(Extracted records begins)

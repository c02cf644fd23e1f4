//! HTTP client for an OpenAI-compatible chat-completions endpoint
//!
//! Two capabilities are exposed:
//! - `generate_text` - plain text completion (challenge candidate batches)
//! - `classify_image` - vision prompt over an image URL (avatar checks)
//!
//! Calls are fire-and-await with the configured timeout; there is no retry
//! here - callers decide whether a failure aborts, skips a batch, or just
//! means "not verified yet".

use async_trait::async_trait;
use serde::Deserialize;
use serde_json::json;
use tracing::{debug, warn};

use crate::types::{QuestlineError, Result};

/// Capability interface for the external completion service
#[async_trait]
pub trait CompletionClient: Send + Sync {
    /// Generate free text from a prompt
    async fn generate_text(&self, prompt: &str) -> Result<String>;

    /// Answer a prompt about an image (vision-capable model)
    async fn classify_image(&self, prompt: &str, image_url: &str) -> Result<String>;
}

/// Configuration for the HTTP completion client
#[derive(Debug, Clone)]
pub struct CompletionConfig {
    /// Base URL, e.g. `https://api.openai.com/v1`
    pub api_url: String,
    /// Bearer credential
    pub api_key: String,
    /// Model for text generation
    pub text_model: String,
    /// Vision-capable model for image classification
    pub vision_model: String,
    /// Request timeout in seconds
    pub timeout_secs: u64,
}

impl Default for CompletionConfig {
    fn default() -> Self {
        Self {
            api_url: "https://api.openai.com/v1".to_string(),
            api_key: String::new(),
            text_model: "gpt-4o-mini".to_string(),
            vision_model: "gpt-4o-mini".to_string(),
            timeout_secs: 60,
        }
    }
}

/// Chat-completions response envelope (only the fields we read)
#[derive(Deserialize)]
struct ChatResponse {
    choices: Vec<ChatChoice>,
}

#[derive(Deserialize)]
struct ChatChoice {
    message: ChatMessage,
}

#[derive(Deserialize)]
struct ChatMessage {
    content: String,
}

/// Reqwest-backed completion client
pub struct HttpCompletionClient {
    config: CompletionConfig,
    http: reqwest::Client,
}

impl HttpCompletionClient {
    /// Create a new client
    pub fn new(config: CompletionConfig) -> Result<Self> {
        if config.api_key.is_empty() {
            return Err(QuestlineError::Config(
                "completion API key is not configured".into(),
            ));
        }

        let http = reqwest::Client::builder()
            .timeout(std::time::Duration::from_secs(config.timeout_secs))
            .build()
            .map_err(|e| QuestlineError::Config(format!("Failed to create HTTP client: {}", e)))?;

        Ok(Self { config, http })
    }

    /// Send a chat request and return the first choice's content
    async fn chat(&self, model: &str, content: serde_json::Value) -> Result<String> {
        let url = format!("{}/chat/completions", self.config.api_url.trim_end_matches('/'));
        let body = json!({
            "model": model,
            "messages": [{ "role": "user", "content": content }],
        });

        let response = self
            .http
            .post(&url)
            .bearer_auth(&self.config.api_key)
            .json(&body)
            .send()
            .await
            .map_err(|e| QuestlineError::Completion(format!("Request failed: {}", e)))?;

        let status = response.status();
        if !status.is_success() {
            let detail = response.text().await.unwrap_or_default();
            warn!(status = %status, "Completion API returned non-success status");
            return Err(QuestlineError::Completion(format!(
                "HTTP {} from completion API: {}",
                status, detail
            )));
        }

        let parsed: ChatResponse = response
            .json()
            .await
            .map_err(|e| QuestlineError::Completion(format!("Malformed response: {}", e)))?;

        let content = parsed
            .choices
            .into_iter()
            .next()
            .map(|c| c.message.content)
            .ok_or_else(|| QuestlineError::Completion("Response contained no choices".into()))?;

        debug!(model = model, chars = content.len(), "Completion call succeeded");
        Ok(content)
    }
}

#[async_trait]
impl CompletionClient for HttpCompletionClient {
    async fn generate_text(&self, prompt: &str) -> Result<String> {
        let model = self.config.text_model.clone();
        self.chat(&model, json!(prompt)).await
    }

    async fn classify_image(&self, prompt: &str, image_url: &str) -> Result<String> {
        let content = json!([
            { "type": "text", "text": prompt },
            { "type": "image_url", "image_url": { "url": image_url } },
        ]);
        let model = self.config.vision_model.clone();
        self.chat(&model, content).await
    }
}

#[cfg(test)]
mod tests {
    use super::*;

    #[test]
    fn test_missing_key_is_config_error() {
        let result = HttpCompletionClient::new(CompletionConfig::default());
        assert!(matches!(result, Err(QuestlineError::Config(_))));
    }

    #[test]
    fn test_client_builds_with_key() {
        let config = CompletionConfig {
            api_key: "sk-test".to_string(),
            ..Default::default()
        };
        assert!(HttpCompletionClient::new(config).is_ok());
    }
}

(Extracted records ends)
(Extracted records begins)

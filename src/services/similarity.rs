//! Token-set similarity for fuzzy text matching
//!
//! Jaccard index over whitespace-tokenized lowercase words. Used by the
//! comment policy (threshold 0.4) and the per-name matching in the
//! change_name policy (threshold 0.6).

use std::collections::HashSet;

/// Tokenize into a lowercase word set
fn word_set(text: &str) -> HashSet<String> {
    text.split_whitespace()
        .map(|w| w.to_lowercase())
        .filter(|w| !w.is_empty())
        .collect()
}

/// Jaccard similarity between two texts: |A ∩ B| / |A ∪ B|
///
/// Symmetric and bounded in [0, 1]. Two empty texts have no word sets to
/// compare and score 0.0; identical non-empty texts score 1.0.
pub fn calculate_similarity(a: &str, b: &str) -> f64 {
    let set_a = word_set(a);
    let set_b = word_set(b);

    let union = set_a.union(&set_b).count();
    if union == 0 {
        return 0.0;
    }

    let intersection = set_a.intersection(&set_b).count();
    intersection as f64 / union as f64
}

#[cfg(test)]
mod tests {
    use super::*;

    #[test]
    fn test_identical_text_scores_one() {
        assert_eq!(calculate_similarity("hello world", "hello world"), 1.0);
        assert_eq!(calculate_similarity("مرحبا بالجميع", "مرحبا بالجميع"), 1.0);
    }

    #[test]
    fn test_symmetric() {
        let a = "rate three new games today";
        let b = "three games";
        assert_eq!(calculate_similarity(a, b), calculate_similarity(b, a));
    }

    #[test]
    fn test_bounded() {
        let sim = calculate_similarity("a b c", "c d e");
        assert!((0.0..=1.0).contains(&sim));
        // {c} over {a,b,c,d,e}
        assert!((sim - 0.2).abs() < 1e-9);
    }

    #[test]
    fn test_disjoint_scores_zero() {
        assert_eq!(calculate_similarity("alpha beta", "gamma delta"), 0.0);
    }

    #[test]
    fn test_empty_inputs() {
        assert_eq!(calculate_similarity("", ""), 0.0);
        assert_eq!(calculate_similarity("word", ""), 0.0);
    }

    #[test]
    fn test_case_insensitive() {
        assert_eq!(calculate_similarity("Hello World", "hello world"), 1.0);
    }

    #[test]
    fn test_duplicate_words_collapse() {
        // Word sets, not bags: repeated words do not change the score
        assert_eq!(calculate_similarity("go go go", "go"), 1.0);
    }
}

(Extracted records ends)

> **What to do**
Beginning at the line above that contains "pub struct HttpCompletionClient", return each line exactly through the line that contains "let parsed: ChatResponse = response", and no others.

> **Output of the task**
pub struct HttpCompletionClient {
    config: CompletionConfig,
    http: reqwest::Client,
}

impl HttpCompletionClient {
    /// Create a new client
    pub fn new(config: CompletionConfig) -> Result<Self> {
        if config.api_key.is_empty() {
            return Err(QuestlineError::Config(
                "completion API key is not configured".into(),
            ));
        }

        let http = reqwest::Client::builder()
            .timeout(std::time::Duration::from_secs(config.timeout_secs))
            .build()
            .map_err(|e| QuestlineError::Config(format!("Failed to create HTTP client: {}", e)))?;

        Ok(Self { config, http })
    }

    /// Send a chat request and return the first choice's content
    async fn chat(&self, model: &str, content: serde_json::Value) -> Result<String> {
        let url = format!("{}/chat/completions", self.config.api_url.trim_end_matches('/'));
        let body = json!({
            "model": model,
            "messages": [{ "role": "user", "content": content }],
        });

        let response = self
            .http
            .post(&url)
            .bearer_auth(&self.config.api_key)
            .json(&body)
            .send()
            .await
            .map_err(|e| QuestlineError::Completion(format!("Request failed: {}", e)))?;

        let status = response.status();
        if !status.is_success() {
            let detail = response.text().await.unwrap_or_default();
            warn!(status = %status, "Completion API returned non-success status");
            return Err(QuestlineError::Completion(format!(
                "HTTP {} from completion API: {}",
                status, detail
            )));
        }

        let parsed: ChatResponse = response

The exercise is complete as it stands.